Scientists have concluded early human ancestor jaws were not built for a diet of hard food - contradicting long-held theories about the evolution of humans.
The Australopithecus sediba, a human specimen whose fossil remains were first found in South Africa, was believed to have eaten a varied woodland diet when it walked the earth about two million years ago.
But the new research argues the Australopithecus sediba lacked the "nutcracker" jaw required to deal with the nuts and other tough foodstuffs of such a diet, according to journal Nature Communications.
Justin Ledogar, a researcher at the university of New England in Australia, said the hominid would have been at risk of self-injury if it had survived predominantly off a diet requiring considerable cracking and crushing.

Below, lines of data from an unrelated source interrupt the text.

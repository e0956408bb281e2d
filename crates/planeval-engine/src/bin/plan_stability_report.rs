#![forbid(unsafe_code)]

//! Runs the stability experiment on a synthetic single-constraint cohort
//! and prints the JSON report. Exercises the whole pipeline end-to-end;
//! real cohorts come from the external loader, not from here.

use anyhow::{Context, Result};
use chrono::Utc;
use serde::Serialize;
use serde_json::json;

use planeval_engine::constraint_key::StructureAliasTable;
use planeval_engine::plan::{PatientId, PlanEvaluation, PlanId, RawPlanResult};
use planeval_engine::protocol_catalog::RawConstraint;
use planeval_engine::sampling::DeterministicRng;
use planeval_engine::stability::{
    ExperimentConfig, ProtocolDataset, StabilityExperiment, StabilityReport,
};

const SYNTHETIC_PROTOCOL: &str = "Synthetic Uniform";
const SYNTHETIC_PLANS: usize = 100;
const SYNTHETIC_SEED: u64 = 20_260_301;

#[derive(Debug, Serialize)]
struct ReportEnvelope {
    schema_version: String,
    generated_at_utc: String,
    cohort: String,
    plan_count: usize,
    report: StabilityReport,
}

fn uniform_unit(rng: &mut DeterministicRng) -> f64 {
    // 53-bit mantissa fraction in [0, 1)
    (rng.next_u64() >> 11) as f64 / (1u64 << 53) as f64
}

fn synthetic_dataset() -> ProtocolDataset {
    let constraint = RawConstraint {
        structure: Some("Target".into()),
        metric_display: Some("Normalized Deviation".into()),
        goal_operator: Some("<=".into()),
        goal_value: Some(json!(1.0)),
        priority: Some(json!(1)),
        ..RawConstraint::default()
    };

    let mut rng = DeterministicRng::seeded(SYNTHETIC_SEED);
    let evaluations = (0..SYNTHETIC_PLANS)
        .map(|i| PlanEvaluation {
            plan_id: PlanId(format!("synthetic-{i:03}")),
            patient_id: PatientId(format!("patient-{i:03}")),
            protocol_name: SYNTHETIC_PROTOCOL.into(),
            is_approved: true,
            attempt_number: Some(1),
            created_at: None,
            updated_at: None,
            results: vec![RawPlanResult {
                structure: Some("Target".into()),
                metric_display: Some("Normalized Deviation".into()),
                goal_operator: Some("<=".into()),
                goal_value: Some(json!(1.0)),
                priority: Some(json!(1)),
                achieved_value: Some(json!(uniform_unit(&mut rng))),
                ..RawPlanResult::default()
            }],
        })
        .collect();

    ProtocolDataset {
        protocol_name: SYNTHETIC_PROTOCOL.into(),
        constraints: vec![constraint],
        evaluations,
    }
}

fn main() -> Result<()> {
    let config = ExperimentConfig {
        bootstraps: 50,
        ..ExperimentConfig::default()
    };
    let experiment = StabilityExperiment::new(config).context("experiment configuration")?;

    let dataset = synthetic_dataset();
    let report = experiment.run(&[dataset], &StructureAliasTable::default());

    let envelope = ReportEnvelope {
        schema_version: "planeval-engine.stability-report.v1".into(),
        generated_at_utc: Utc::now().to_rfc3339(),
        cohort: SYNTHETIC_PROTOCOL.into(),
        plan_count: SYNTHETIC_PLANS,
        report,
    };
    println!(
        "{}",
        serde_json::to_string_pretty(&envelope).context("serializing report")?
    );
    Ok(())
}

"We find that A. sediba had an important limitation on its ability to bite powerfully," said Dr Ledogar.
"If it had bitten as hard as possible on its molar teeth using the full force of its chewing muscles, it would have dislocated its jaw."
The team bio-mechanically tested a computer-based model of an Australopithecus sediba skull, using programmes similar to those which test car and aeroplane models before driving them.
Their evidence reputes a theory put forward in 2012 which argued the early human specimen had lived on a diverse woodland diet including nuts, tree bark, leaves, fruit and other plant products.
The Australopithecus sediba is a possible early human ancestor of today's Homo sapiens, Melbourne University researchers proposed in 2011.
It had a small, ape-like frame and was first discovered in fossilised form in the famous Malapa Fossil Site north-west of Johannesburg.